YOUR INSTRUCTIONS: Each line below that contains the word "adjusting" must be copied.

DATASET CONTENT:
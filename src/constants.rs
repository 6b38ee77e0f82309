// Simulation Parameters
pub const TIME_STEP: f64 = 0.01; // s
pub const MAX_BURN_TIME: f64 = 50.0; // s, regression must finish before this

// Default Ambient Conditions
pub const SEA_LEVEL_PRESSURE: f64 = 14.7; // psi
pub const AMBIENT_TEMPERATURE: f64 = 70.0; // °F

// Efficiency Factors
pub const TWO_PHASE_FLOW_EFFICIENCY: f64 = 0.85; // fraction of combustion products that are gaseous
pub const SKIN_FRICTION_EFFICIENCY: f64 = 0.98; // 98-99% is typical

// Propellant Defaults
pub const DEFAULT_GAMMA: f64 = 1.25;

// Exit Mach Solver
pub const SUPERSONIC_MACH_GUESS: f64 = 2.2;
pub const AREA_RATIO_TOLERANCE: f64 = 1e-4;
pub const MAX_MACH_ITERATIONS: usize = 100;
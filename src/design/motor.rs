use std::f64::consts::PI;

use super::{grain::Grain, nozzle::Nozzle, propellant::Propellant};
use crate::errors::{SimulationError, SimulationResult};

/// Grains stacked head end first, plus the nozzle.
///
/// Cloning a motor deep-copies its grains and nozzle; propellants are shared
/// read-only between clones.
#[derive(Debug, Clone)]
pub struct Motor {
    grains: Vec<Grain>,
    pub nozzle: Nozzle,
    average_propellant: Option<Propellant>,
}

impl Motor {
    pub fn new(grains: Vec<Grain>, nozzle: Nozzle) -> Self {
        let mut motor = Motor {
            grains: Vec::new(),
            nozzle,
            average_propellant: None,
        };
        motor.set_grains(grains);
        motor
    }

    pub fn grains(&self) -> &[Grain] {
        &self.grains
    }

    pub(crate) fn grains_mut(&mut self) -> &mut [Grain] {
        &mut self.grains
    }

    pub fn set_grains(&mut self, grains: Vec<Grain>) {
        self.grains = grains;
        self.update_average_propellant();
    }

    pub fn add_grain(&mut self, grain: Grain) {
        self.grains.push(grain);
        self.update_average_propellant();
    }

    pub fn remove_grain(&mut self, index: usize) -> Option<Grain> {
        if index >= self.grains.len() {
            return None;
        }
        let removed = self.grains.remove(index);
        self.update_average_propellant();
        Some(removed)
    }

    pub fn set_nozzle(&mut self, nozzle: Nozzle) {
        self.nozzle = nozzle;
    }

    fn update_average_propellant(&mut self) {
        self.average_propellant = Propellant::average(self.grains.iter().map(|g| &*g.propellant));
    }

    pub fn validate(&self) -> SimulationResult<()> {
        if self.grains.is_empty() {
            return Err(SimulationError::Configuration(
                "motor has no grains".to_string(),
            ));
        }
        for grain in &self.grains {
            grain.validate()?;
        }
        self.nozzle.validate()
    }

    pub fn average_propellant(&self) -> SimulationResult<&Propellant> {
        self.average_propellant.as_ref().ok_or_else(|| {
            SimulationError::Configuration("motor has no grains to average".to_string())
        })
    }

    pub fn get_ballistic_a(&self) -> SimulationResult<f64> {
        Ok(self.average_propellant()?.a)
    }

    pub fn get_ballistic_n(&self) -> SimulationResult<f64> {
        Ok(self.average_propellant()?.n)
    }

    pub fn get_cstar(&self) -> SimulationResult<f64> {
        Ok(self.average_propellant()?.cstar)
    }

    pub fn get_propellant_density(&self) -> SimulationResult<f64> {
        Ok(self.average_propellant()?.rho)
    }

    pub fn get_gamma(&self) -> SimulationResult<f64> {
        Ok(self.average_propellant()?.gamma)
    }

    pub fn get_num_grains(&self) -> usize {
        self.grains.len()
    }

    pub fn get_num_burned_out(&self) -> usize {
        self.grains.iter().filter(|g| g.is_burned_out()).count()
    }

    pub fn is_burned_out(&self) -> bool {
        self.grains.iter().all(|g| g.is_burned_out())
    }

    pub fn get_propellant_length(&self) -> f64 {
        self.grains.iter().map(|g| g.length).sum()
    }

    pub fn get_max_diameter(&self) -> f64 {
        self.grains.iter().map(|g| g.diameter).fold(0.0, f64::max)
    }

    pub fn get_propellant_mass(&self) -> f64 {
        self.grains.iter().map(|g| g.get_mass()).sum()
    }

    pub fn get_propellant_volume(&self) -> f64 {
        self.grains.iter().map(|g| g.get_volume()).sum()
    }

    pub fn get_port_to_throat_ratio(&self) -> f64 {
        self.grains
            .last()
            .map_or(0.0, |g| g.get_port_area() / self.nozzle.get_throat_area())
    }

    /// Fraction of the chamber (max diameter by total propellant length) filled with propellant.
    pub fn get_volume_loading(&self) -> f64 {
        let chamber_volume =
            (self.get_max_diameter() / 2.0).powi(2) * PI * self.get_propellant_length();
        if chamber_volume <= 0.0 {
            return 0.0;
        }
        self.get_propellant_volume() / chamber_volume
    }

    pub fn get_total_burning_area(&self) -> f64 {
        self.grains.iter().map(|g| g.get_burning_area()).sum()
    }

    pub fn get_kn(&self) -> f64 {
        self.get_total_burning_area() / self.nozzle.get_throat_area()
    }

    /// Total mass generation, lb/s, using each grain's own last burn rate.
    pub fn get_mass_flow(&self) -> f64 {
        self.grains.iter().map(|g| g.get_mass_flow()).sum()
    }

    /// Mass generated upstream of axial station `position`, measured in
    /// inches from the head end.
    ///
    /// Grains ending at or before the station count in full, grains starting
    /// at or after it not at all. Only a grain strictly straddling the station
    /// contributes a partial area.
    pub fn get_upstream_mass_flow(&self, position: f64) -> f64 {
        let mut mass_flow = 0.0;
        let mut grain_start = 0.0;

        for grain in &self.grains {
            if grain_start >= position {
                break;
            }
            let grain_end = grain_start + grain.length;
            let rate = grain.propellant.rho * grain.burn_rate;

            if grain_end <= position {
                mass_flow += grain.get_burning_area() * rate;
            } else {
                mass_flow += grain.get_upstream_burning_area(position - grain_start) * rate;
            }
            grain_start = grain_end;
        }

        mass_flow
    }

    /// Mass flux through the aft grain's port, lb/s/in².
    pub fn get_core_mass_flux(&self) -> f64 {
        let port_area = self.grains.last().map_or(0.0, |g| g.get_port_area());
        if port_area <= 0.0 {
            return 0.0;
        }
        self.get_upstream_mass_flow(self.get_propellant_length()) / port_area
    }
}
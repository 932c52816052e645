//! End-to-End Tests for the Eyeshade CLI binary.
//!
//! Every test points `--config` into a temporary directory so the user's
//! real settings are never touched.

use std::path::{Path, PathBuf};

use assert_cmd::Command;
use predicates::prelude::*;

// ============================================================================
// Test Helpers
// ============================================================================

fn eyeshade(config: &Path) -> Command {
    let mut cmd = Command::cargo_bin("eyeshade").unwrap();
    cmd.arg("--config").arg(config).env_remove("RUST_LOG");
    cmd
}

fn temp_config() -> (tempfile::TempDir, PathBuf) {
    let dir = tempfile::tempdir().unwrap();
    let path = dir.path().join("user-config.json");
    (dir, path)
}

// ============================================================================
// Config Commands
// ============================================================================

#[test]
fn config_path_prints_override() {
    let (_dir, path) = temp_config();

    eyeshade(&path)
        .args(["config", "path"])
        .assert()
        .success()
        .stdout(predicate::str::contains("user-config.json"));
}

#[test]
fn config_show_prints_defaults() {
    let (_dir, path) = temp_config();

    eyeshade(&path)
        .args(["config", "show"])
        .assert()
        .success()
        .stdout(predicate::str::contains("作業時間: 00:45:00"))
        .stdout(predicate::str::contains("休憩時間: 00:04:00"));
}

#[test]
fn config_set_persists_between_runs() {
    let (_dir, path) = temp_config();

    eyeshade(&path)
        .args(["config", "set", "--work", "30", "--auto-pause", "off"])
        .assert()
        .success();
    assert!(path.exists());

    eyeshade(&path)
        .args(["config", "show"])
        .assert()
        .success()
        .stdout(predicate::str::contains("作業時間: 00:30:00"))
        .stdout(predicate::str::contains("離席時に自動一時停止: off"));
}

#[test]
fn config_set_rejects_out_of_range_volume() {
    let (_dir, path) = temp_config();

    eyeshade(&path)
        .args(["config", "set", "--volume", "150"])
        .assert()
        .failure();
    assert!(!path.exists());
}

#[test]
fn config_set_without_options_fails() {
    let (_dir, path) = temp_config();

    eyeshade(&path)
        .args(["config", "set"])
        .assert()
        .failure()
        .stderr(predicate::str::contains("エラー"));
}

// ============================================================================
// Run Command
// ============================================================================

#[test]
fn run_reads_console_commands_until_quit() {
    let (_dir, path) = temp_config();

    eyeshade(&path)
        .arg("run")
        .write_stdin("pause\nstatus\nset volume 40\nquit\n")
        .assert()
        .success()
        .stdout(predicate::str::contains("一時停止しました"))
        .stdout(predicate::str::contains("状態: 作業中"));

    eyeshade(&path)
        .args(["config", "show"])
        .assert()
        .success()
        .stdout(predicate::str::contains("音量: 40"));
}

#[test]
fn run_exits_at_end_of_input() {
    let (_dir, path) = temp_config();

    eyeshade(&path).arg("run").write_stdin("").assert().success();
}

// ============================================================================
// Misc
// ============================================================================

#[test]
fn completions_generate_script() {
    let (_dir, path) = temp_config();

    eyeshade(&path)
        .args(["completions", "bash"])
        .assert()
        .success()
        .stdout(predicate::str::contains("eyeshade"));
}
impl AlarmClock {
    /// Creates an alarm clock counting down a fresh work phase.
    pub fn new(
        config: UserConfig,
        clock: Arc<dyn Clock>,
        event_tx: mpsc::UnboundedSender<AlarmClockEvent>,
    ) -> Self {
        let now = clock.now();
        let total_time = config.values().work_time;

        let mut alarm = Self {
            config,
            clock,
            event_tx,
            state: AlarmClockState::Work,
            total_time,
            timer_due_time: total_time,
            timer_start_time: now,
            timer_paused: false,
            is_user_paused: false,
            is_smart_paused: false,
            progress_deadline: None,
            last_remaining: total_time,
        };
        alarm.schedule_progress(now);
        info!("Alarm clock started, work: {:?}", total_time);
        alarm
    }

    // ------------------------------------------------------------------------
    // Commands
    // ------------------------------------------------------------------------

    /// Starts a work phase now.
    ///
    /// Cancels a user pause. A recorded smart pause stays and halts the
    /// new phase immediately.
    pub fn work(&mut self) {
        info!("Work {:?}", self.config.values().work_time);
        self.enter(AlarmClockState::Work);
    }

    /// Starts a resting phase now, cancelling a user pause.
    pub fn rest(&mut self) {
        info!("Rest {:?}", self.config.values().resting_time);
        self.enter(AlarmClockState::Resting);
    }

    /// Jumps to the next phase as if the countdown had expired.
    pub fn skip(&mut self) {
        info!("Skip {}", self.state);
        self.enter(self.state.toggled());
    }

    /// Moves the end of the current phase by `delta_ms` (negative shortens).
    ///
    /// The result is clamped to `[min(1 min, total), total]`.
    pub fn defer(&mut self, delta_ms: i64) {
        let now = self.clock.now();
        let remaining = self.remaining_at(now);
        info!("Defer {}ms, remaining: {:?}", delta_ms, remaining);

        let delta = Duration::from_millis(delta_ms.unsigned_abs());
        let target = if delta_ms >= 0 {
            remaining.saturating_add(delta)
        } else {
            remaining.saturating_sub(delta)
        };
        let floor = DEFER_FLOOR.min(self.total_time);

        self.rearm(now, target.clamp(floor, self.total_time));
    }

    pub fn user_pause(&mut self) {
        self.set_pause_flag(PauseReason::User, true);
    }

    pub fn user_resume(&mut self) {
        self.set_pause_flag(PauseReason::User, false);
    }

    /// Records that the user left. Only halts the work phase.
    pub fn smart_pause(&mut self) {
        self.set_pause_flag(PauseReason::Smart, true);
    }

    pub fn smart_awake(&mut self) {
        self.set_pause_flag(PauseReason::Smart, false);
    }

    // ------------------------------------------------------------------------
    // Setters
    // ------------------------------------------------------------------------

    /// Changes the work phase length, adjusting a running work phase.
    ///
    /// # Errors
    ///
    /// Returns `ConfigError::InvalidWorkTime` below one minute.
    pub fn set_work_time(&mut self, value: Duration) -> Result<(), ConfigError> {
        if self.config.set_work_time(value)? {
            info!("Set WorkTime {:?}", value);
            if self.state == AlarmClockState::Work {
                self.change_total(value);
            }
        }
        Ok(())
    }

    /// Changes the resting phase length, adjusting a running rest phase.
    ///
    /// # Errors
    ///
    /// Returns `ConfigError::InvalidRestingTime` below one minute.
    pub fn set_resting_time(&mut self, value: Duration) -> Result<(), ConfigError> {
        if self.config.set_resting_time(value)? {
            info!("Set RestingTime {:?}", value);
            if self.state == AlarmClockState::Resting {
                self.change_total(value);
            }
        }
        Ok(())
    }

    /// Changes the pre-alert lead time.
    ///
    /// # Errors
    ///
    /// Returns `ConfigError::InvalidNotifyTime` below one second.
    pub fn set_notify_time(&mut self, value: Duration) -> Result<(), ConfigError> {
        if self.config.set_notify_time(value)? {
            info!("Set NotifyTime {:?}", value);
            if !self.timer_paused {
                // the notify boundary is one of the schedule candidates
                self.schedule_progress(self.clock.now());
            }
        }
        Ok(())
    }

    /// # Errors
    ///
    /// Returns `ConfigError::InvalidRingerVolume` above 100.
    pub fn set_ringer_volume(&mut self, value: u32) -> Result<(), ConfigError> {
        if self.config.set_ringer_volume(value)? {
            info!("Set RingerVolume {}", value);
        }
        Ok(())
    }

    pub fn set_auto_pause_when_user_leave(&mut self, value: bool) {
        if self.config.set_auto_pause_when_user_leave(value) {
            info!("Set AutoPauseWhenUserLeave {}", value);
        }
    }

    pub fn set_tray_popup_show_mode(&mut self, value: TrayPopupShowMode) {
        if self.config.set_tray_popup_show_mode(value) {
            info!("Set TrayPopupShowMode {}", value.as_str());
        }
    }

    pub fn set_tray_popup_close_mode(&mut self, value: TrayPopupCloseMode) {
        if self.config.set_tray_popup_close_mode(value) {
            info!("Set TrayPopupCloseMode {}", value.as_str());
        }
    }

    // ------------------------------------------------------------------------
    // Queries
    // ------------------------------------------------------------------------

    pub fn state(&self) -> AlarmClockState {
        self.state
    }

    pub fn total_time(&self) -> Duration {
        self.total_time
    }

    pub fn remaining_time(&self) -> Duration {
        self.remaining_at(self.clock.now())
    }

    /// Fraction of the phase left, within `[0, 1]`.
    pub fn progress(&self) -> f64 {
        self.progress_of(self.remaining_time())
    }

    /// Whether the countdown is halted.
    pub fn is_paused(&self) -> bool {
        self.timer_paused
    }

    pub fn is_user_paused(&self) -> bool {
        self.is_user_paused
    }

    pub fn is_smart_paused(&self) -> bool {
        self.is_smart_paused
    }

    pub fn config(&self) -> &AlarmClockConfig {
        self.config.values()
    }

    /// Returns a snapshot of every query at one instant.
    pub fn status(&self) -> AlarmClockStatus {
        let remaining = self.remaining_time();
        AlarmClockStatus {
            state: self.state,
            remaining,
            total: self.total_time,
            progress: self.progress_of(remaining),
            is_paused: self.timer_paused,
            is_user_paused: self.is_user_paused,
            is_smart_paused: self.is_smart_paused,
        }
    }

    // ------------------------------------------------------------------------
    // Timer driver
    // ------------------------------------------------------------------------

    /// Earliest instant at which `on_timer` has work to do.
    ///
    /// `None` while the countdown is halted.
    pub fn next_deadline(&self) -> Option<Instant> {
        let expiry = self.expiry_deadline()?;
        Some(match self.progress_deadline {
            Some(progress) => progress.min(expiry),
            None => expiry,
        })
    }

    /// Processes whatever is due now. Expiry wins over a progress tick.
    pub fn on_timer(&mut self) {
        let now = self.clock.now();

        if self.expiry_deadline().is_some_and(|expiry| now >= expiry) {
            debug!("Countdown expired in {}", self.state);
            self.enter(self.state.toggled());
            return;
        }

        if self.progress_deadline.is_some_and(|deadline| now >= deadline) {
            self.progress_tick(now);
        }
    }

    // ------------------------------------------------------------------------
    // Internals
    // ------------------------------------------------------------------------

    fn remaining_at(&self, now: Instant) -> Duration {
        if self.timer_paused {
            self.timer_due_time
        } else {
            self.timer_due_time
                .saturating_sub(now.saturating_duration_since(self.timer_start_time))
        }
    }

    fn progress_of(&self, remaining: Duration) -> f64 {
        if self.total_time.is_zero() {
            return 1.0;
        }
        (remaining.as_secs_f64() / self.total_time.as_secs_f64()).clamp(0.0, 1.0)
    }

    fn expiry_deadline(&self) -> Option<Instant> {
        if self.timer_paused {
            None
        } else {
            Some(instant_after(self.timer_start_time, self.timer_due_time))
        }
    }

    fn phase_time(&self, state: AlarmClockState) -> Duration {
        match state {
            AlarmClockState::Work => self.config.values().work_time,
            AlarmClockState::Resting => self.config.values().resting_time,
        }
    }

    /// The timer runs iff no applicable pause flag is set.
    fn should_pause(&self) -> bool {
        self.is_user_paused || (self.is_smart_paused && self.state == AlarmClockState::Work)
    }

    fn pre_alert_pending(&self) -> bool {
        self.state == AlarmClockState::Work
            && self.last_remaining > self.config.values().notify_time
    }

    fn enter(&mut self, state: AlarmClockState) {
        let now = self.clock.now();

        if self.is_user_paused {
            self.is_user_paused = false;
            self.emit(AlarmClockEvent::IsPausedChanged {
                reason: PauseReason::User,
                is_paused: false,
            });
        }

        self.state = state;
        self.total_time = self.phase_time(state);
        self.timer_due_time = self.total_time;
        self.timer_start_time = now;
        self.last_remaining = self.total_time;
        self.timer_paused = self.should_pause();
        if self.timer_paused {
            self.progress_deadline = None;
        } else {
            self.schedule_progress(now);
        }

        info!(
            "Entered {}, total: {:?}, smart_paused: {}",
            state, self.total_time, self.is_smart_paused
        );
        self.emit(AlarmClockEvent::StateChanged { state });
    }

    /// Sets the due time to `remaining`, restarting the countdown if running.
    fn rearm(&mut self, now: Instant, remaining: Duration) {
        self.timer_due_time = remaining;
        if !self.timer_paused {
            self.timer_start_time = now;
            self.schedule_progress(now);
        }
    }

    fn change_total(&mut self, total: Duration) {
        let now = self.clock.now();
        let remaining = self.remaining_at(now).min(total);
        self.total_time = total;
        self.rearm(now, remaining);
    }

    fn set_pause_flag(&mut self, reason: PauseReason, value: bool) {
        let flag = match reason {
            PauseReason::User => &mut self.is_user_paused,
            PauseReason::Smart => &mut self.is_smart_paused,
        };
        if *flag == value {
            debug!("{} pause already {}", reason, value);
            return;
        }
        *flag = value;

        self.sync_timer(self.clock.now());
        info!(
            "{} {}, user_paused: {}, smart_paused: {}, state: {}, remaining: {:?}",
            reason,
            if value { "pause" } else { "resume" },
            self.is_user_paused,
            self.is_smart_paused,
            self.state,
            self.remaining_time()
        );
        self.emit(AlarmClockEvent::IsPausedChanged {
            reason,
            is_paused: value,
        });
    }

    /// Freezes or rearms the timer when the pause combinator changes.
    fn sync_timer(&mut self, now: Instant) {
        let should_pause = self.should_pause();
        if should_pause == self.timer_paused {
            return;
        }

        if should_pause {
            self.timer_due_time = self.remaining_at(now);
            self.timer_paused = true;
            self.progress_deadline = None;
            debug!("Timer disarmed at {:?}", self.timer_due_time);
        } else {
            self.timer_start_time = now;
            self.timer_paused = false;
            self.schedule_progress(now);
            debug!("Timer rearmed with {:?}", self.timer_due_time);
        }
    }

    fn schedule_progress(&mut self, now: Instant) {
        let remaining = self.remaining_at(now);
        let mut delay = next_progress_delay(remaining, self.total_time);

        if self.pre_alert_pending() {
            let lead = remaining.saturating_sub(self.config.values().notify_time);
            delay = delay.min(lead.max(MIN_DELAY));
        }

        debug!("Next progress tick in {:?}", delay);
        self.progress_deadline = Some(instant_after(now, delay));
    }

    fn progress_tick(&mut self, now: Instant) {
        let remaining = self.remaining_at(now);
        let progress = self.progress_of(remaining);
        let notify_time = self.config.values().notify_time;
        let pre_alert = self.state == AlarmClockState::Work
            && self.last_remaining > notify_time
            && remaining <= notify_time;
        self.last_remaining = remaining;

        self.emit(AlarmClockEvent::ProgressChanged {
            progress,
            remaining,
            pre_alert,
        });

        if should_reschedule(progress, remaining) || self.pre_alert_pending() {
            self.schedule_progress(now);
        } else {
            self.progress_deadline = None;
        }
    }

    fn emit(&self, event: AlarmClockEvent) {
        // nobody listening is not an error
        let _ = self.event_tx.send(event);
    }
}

RESPONSE AREA:
    /// Changes the work phase length, adjusting a running work phase.
    /// Changes the resting phase length, adjusting a running rest phase.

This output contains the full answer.